0263 The `ChiSqSelectorModel` can be applied either to a `Vector` to produce a reduced `Vector`, or to
0264 an `RDD[Vector]` to produce a reduced `RDD[Vector]`.
0265
0266 Note that the user can also construct a `ChiSqSelectorModel` by hand by providing an array of selected feature indices (which must be sorted in ascending order).
0267
0268 ### Example
0269
0270 The following example shows the basic use of ChiSqSelector. The data set used has a feature matrix consisting of greyscale values that vary from 0 to 255 for each feature.
0271
0272 <div class="codetabs">
0273 <div data-lang="scala" markdown="1">
0274
0275 Refer to the [`ChiSqSelector` Scala docs](api/scala/org/apache/spark/mllib/feature/ChiSqSelector.html)
0276 for details on the API.
0277
0278 {% include_example scala/org/apache/spark/examples/mllib/ChiSqSelectorExample.scala %}
0279 </div>
0280
0281 <div data-lang="java" markdown="1">
0282
0283 Refer to the [`ChiSqSelector` Java docs](api/java/org/apache/spark/mllib/feature/ChiSqSelector.html)

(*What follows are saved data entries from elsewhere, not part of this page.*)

//! HTTP client for the Jotter REST API.

use std::fmt;
use std::time::Duration;

use reqwest::{RequestBuilder, Response, StatusCode};
use serde::de::DeserializeOwned;
use serde::{Deserialize, Serialize};
use thiserror::Error;

use crate::models::{Note, NoteDraft, NoteId, UserId};
use crate::util::normalize_base_url;

const REQUEST_TIMEOUT: Duration = Duration::from_secs(10);

#[derive(Debug, Error)]
pub enum ClientError {
    #[error("Invalid client configuration: {0}")]
    InvalidConfiguration(String),
    #[error("Not signed in")]
    NotAuthenticated,
    #[error("HTTP request failed: {0}")]
    Http(#[from] reqwest::Error),
    #[error("{message} ({status})")]
    Api { status: u16, message: String },
}

impl ClientError {
    /// HTTP status for API errors
    pub const fn status(&self) -> Option<u16> {
        match self {
            Self::Api { status, .. } => Some(*status),
            _ => None,
        }
    }

    pub const fn is_not_found(&self) -> bool {
        matches!(self.status(), Some(404))
    }

    /// 401 or 403: the stored token is missing, expired or was rejected
    pub const fn is_auth_failure(&self) -> bool {
        matches!(self.status(), Some(401 | 403))
    }
}

pub type ClientResult<T> = Result<T, ClientError>;

#[derive(Clone)]
pub struct NotesApiClient {
    base_url: String,
    client: reqwest::Client,
    token: Option<String>,
}

impl fmt::Debug for NotesApiClient {
    fn fmt(&self, formatter: &mut fmt::Formatter<'_>) -> fmt::Result {
        formatter
            .debug_struct("NotesApiClient")
            .field("base_url", &self.base_url)
            .field("token", &self.token.as_ref().map(|_| "[REDACTED]"))
            .finish()
    }
}

#[derive(Serialize)]
struct CredentialsBody<'a> {
    email: &'a str,
    password: &'a str,
}

#[derive(Deserialize)]
#[serde(rename_all = "camelCase")]
struct RegisterResponse {
    user_id: UserId,
}

#[derive(Deserialize)]
struct LoginResponse {
    token: String,
}

#[derive(Deserialize)]
struct MessageResponse {
    message: String,
}

#[derive(Deserialize)]
struct ErrorBody {
    error: Option<String>,
    message: Option<String>,
}

impl NotesApiClient {
    pub fn new(base_url: &str) -> ClientResult<Self> {
        let base_url = normalize_base_url(base_url).ok_or_else(|| {
            ClientError::InvalidConfiguration(
                "API URL must include http:// or https://".to_string(),
            )
        })?;
        Ok(Self {
            base_url,
            client: reqwest::Client::builder().timeout(REQUEST_TIMEOUT).build()?,
            token: None,
        })
    }

    /// Attach a bearer token for the `/notes` routes
    #[must_use]
    pub fn with_token(mut self, token: impl Into<String>) -> Self {
        self.token = Some(token.into());
        self
    }

    pub fn base_url(&self) -> &str {
        &self.base_url
    }

    pub async fn register(&self, email: &str, password: &str) -> ClientResult<UserId> {
        let request = self
            .client
            .post(self.url("/auth/register"))
            .json(&CredentialsBody { email, password });
        let payload: RegisterResponse = send_json(request).await?;
        Ok(payload.user_id)
    }

    pub async fn login(&self, email: &str, password: &str) -> ClientResult<String> {
        let request = self
            .client
            .post(self.url("/auth/login"))
            .json(&CredentialsBody { email, password });
        let payload: LoginResponse = send_json(request).await?;
        Ok(payload.token)
    }

    pub async fn list_notes(&self) -> ClientResult<Vec<Note>> {
        let request = self.authorized(self.client.get(self.url("/notes")))?;
        send_json(request).await
    }

    pub async fn get_note(&self, id: NoteId) -> ClientResult<Note> {
        let request = self.authorized(self.client.get(self.url(&format!("/notes/{id}"))))?;
        send_json(request).await
    }

    pub async fn create_note(&self, draft: &NoteDraft) -> ClientResult<Note> {
        let request = self.authorized(self.client.post(self.url("/notes")).json(draft))?;
        send_json(request).await
    }

    pub async fn update_note(&self, id: NoteId, draft: &NoteDraft) -> ClientResult<Note> {
        let request = self.authorized(
            self.client
                .put(self.url(&format!("/notes/{id}")))
                .json(draft),
        )?;
        send_json(request).await
    }

    pub async fn delete_note(&self, id: NoteId) -> ClientResult<String> {
        let request = self.authorized(self.client.delete(self.url(&format!("/notes/{id}"))))?;
        let payload: MessageResponse = send_json(request).await?;
        Ok(payload.message)
    }

    fn url(&self, path: &str) -> String {
        format!("{}{path}", self.base_url)
    }

    fn authorized(&self, request: RequestBuilder) -> ClientResult<RequestBuilder> {
        let token = self.token.as_deref().ok_or(ClientError::NotAuthenticated)?;
        Ok(request.bearer_auth(token))
    }
}

async fn send_json<T: DeserializeOwned>(request: RequestBuilder) -> ClientResult<T> {
    let response = request.header("Accept", "application/json").send().await?;
    Ok(check_status(response).await?.json::<T>().await?)
}

async fn check_status(response: Response) -> ClientResult<Response> {
    if response.status().is_success() {
        return Ok(response);
    }
    let status = response.status();
    let body = response.text().await.unwrap_or_default();
    Err(ClientError::Api {
        status: status.as_u16(),
        message: parse_api_error(status, &body),
    })
}

fn parse_api_error(status: StatusCode, body: &str) -> String {
    if let Ok(payload) = serde_json::from_str::<ErrorBody>(body) {
        if let Some(message) = payload.error.or(payload.message) {
            return message.trim().to_string();
        }
    }

    let trimmed = body.trim();
    if trimmed.is_empty() {
        status
            .canonical_reason()
            .map_or_else(|| format!("HTTP {}", status.as_u16()), str::to_string)
    } else {
        trimmed.chars().take(180).collect()
    }
}

#[cfg(test)]
mod tests {
    use super::*;

    #[test]
    fn new_rejects_urls_without_scheme() {
        let err = NotesApiClient::new("localhost:3000").unwrap_err();
        assert!(err.to_string().contains("http://"));
    }

    #[test]
    fn new_trims_trailing_slash() {
        let client = NotesApiClient::new("http://localhost:3000/").unwrap();
        assert_eq!(client.base_url(), "http://localhost:3000");
        assert_eq!(client.url("/notes"), "http://localhost:3000/notes");
    }

    #[test]
    fn debug_redacts_token() {
        let client = NotesApiClient::new("http://localhost:3000")
            .unwrap()
            .with_token("very-secret");
        let rendered = format!("{client:?}");
        assert!(!rendered.contains("very-secret"));
        assert!(rendered.contains("[REDACTED]"));
    }

    #[test]
    fn notes_routes_require_token() {
        let client = NotesApiClient::new("http://localhost:3000").unwrap();
        let err = client
            .authorized(client.client.get(client.url("/notes")))
            .unwrap_err();
        assert!(matches!(err, ClientError::NotAuthenticated));
    }

    #[test]
    fn parse_api_error_prefers_error_field() {
        let message = parse_api_error(StatusCode::NOT_FOUND, r#"{"error":"Note not found"}"#);
        assert_eq!(message, "Note not found");

        let message = parse_api_error(StatusCode::FORBIDDEN, "");
        assert_eq!(message, "Forbidden");
    }

    #[test]
    fn error_status_helpers() {
        let err = ClientError::Api {
            status: 404,
            message: "Note not found".to_string(),
        };
        assert!(err.is_not_found());
        assert!(!err.is_auth_failure());
        assert_eq!(err.to_string(), "Note not found (404)");
    }
}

0284 for details on the API.
0285
0286 {% include_example java/org/apache/spark/examples/mllib/JavaChiSqSelectorExample.java %}
0287 </div>
0288 </div>
0289
0290 ## ElementwiseProduct
0291
0292 `ElementwiseProduct` multiplies each input vector by a provided "weight" vector, using element-wise
0293 multiplication. In other words, it scales each column of the dataset by a scalar multiplier. This
0294 represents the [Hadamard product](https://en.wikipedia.org/wiki/Hadamard_product_%28matrices%29)
0295 between the input vector, `v` and transforming vector, `scalingVec`, to yield a result vector.
0296
0297 Denoting the `scalingVec` as "`w`", this transformation may be written as:
0298
0299 `\[ \begin{pmatrix}
0300 v_1 \\
0301 \vdots \\
0302 v_N
0303 \end{pmatrix} \circ \begin{pmatrix}
0304 w_1 \\
0305 \vdots \\
0306 w_N
0307 \end{pmatrix}
0308 = \begin{pmatrix}
0309 v_1 w_1 \\
0310 \vdots \\
0311 v_N w_N
0312 \end{pmatrix}
0313 \]`
0314
0315 [`ElementwiseProduct`](api/scala/org/apache/spark/mllib/feature/ElementwiseProduct.html) has the following parameter in the constructor:
0316
0317 * `scalingVec`: the transforming vector.
0318
0319 `ElementwiseProduct` implements [`VectorTransformer`](api/scala/org/apache/spark/mllib/feature/VectorTransformer.html) which can apply the weighting on a `Vector` to produce a transformed `Vector` or on an `RDD[Vector]` to produce a transformed `RDD[Vector]`.
0320
0321 ### Example
0322
0323 This example below demonstrates how to transform vectors using a transforming vector value.
0324
0325 <div class="codetabs">
0326 <div data-lang="scala" markdown="1">
0327
0328 Refer to the [`ElementwiseProduct` Scala docs](api/scala/org/apache/spark/mllib/feature/ElementwiseProduct.html) for details on the API.
0329
0330 {% include_example scala/org/apache/spark/examples/mllib/ElementwiseProductExample.scala %}
0331 </div>
0332
0333 <div data-lang="java" markdown="1">
0334 Refer to the [`ElementwiseProduct` Java docs](api/java/org/apache/spark/mllib/feature/ElementwiseProduct.html) for details on the API.
0335
0336 {% include_example java/org/apache/spark/examples/mllib/JavaElementwiseProductExample.java %}
0337 </div>
0338
0339 <div data-lang="python" markdown="1">
0340 Refer to the [`ElementwiseProduct` Python docs](api/python/pyspark.mllib.html#pyspark.mllib.feature.ElementwiseProduct) for more details on the API.
0341
0342 {% include_example python/mllib/elementwise_product_example.py %}
0343 </div>
0344 </div>
0345
0346
0347 ## PCA
0348
0349 A feature transformer that projects vectors to a low-dimensional space using PCA.
0350 Details you can read at [dimensionality reduction](mllib-dimensionality-reduction.html).